The First

The First by Jason Mott

Book: The First by Jason Mott Read Free Book Online
Authors: Jason Mott
 
    It was just over a year since Edmund died, and just over a month since Emily stopped wearing her engagement ring. She removed it late one night in a fit of insomnia during which the voices of all of her friends and family seemed to come crashing down on her at once, all of them telling her that it was time to let Edmund go. She still carried it with her, tucked away beneath her shirt on the small gold necklace her grandmother had given her when she turned sixteen. Not long after that, her grandmother passed away and Emily hadn’t taken off the necklace since.
    She had never been one for letting go.
    The discolored band around Emily’s finger was finally starting to vanish, and with it the heartache that was left behind by a fiancé she would never get the chance to marry. And now, without explanation or provocation, Edmund was not dead anymore. He was alive somehow, and on the television, standing among a scrum of reporters in front of his office building, looking overwhelmed and confused and afraid.
    “Can you believe it?” Emily’s mother asked through the phone. She had called Emily in a panic, yelling for her to stop what she was doing and turn on the television. “It’s a miracle,” she said, over and over again, almost to the point of hysteria. “It’s one of God’s greatest miracles.”
    When Emily switched on the television, there he was—lanky as ever, his hair combed straight and low over his forehead, his lip turned at that familiar awkward angle it found when he was nervous. It was the same expression he wore on the day he proposed to her.
    Emily’s chest tightened and her legs went weak. She collapsed onto her knees in front of the television, her entire body trembling. She clutched the engagement ring that hung from her neck. “This isn’t real,” she said. “It can’t be.”
    “They say he just showed up at work this morning,” her mother said. “Can you believe it? Dead and buried over a year ago and then he just shows up at work again.” On the screen, Edmund was being led away from his office building by a handful of policemen and a group of men in very official-looking suits.
    “It’s a joke,” Emily said. “Some kind of hoax. That can’t be Edmund.”
    They both grew silent as they watched in amazement at the impossible scene unfolding on the television. “Just look at him,” Emily’s mother said, her voice laced with confusion and wonder. “Just look at that shaggy mop of hair, his eyes. That’s Edmund....”

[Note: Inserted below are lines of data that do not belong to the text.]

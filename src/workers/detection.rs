use async_trait::async_trait;
use std::sync::Arc;
use tracing::debug;

use super::StageHandler;
use crate::core::config::ReconstructionConfig;
use crate::core::errors::{WorkerError, WorkerResult};
use crate::core::types::{DetectionOutput, DetectionPayload, Stage};
use crate::services::cache::Fingerprint;
use crate::services::detection::Detector;
use crate::services::reconstruction::reconstruct_output;
use crate::utils::decode_base64;

/// Detection stage: image in, ordered paragraph blocks out.
///
/// Raw detections never leave the worker; they are reconstructed into
/// paragraphs before publishing, so the cache holds paragraphs too.
pub struct DetectionHandler {
    detector: Arc<dyn Detector>,
    reconstruction: ReconstructionConfig,
}

impl DetectionHandler {
    pub fn new(detector: Arc<dyn Detector>, reconstruction: ReconstructionConfig) -> Self {
        Self {
            detector,
            reconstruction,
        }
    }
}

#[async_trait]
impl StageHandler for DetectionHandler {
    type Payload = DetectionPayload;
    type Input = Arc<Vec<u8>>;
    type Output = DetectionOutput;

    fn stage(&self) -> Stage {
        Stage::Detection
    }

    fn prepare(&self, payload: DetectionPayload) -> WorkerResult<Arc<Vec<u8>>> {
        decode_base64(&payload.image)
            .map(Arc::new)
            .map_err(|e| WorkerError::Decode(format!("{:#}", e)))
    }

    async fn fingerprint(&self, input: &Arc<Vec<u8>>) -> WorkerResult<Fingerprint> {
        let bytes = Arc::clone(input);
        tokio::task::spawn_blocking(move || Fingerprint::of_image(&bytes))
            .await
            .map_err(|e| WorkerError::Internal(format!("fingerprint task failed: {}", e)))?
    }

    async fn process(&self, input: &Arc<Vec<u8>>) -> WorkerResult<DetectionOutput> {
        let detections = self.detector.detect(input).await?;
        let output = reconstruct_output(&detections, &self.reconstruction);
        debug!(
            "{} detections -> {} blocks (median height {:.1})",
            detections.len(),
            output.blocks.len(),
            output.median_height
        );
        Ok(output)
    }
}

#[cfg(test)]
mod tests {
    use super::*;
    use crate::broker::{declare_topology, Broker, InMemoryBroker, StageTopology};
    use crate::core::config::WorkerConfig;
    use crate::core::errors::CapabilityError;
    use crate::core::types::{Detection, StageResult, Task, TaskId};
    use crate::services::cache::{EvictionPolicy, ResultCache};
    use crate::utils::{encode_base64, encode_image, Metrics};
    use crate::workers::{Disposition, WorkerShell};
    use image::{Rgba, RgbaImage};
    use std::sync::atomic::{AtomicUsize, Ordering};
    use std::time::Duration;

    /// Three words on one visual line
    struct OneLineDetector {
        calls: AtomicUsize,
    }

    #[async_trait]
    impl Detector for OneLineDetector {
        async fn detect(&self, _image: &[u8]) -> Result<Vec<Detection>, CapabilityError> {
            self.calls.fetch_add(1, Ordering::SeqCst);
            let word = |text: &str, x0: f32, confidence: f32| Detection {
                quad: [[x0, 10.0], [x0 + 40.0, 10.0], [x0 + 40.0, 30.0], [x0, 30.0]],
                text: text.to_string(),
                confidence,
            };
            Ok(vec![
                word("world", 60.0, 0.9),
                word("Hello", 10.0, 0.95),
                word("again", 110.0, 0.8),
                word("smudge", 300.0, 0.1),
            ])
        }
    }

    fn png() -> Vec<u8> {
        let img = RgbaImage::from_fn(64, 32, |x, _| {
            if x < 32 {
                Rgba([20, 20, 20, 255])
            } else {
                Rgba([230, 230, 230, 255])
            }
        });
        encode_image(img, crate::core::types::OutputFormat::Png).unwrap()
    }

    fn task(id: &str, image: &[u8]) -> Vec<u8> {
        serde_json::to_vec(&Task {
            task_id: TaskId::from(id),
            payload: DetectionPayload {
                image: encode_base64(image),
            },
        })
        .unwrap()
    }

    async fn setup() -> (
        Arc<InMemoryBroker>,
        Arc<OneLineDetector>,
        WorkerShell<DetectionHandler>,
    ) {
        let broker = Arc::new(InMemoryBroker::new());
        let topology = StageTopology::for_stage(Stage::Detection, Duration::from_secs(300));
        declare_topology(broker.as_ref(), &topology).await.unwrap();

        let detector = Arc::new(OneLineDetector {
            calls: AtomicUsize::new(0),
        });
        let shell = WorkerShell::new(
            DetectionHandler::new(detector.clone(), ReconstructionConfig::default()),
            broker.clone(),
            topology,
            ResultCache::new(100, EvictionPolicy::InsertionOrder).unwrap(),
            WorkerConfig::default(),
            Metrics::new(),
        );
        (broker, detector, shell)
    }

    #[tokio::test]
    async fn test_detection_publishes_paragraphs() {
        let (broker, _detector, mut shell) = setup().await;
        broker.publish("detection_tasks", task("d-1", &png())).await.unwrap();

        let delivery = broker.consume("detection_tasks").await.unwrap();
        assert_eq!(shell.handle_delivery(&delivery).await.unwrap(), Disposition::Publish);

        let result = broker.consume("detection_results").await.unwrap();
        let parsed: StageResult<DetectionOutput> = serde_json::from_slice(&result.body).unwrap();
        let output = parsed.result.unwrap();
        assert_eq!(output.blocks.len(), 1);
        assert_eq!(output.blocks[0].text, "Hello world again");
        assert_eq!(output.median_height, 20.0);
    }

    #[tokio::test]
    async fn test_same_image_hits_cache() {
        let (broker, detector, mut shell) = setup().await;
        let image = png();
        broker.publish("detection_tasks", task("d-1", &image)).await.unwrap();
        broker.publish("detection_tasks", task("d-2", &image)).await.unwrap();

        for _ in 0..2 {
            let delivery = broker.consume("detection_tasks").await.unwrap();
            shell.handle_delivery(&delivery).await.unwrap();
        }

        assert_eq!(detector.calls.load(Ordering::SeqCst), 1);
        assert_eq!(broker.depth("detection_results").await.unwrap(), 2);
    }

    #[tokio::test]
    async fn test_undecodable_image_dead_letters() {
        let (broker, detector, mut shell) = setup().await;
        broker
            .publish("detection_tasks", task("d-1", b"not an image"))
            .await
            .unwrap();

        let delivery = broker.consume("detection_tasks").await.unwrap();
        assert_eq!(
            shell.handle_delivery(&delivery).await.unwrap(),
            Disposition::DeadLetter
        );
        assert_eq!(detector.calls.load(Ordering::SeqCst), 0);
        assert_eq!(broker.depth("detection_tasks.dead_letter").await.unwrap(), 1);
    }
}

    But Emily did not hear her mother. The telephone had fallen to the floor at her knees and she could not take her eyes off the television. She was clutching the ring in her fist so tightly that her hand began to cramp. Her heart thumped inside her chest.
    It was Edmund. Her eyes told her and her heart confirmed it as the tears rolled down her cheeks and dropped softly to the floor.
    But how could that be? How could he be alive?
    Hadn’t she, just a month ago, finally succeeded in letting him go?
    * * *
    He had been dead for just over a year—the poor victim of a bus accident on his way to work—and now, through some method or magic, Edmund Blithe was no longer dead. And Emily, the woman who had loved him and almost married him, was still trying to understand what it all meant.
    She spent too much time thinking back to their last day together. It haunted her. They had only just moved in together—both of them still living out of boxes and promising that one of these weekends they would properly unpack and, finally, have something they could call home. They spent their last full day together knocking around a hardware store, picking paint swatches and faucets. He had been anxious all day, distracted to the point of nervousness. And when Emily asked him what was the matter, he would only grin—with his lip at that familiar, awkward angle—and lie to her and say “Nothing.”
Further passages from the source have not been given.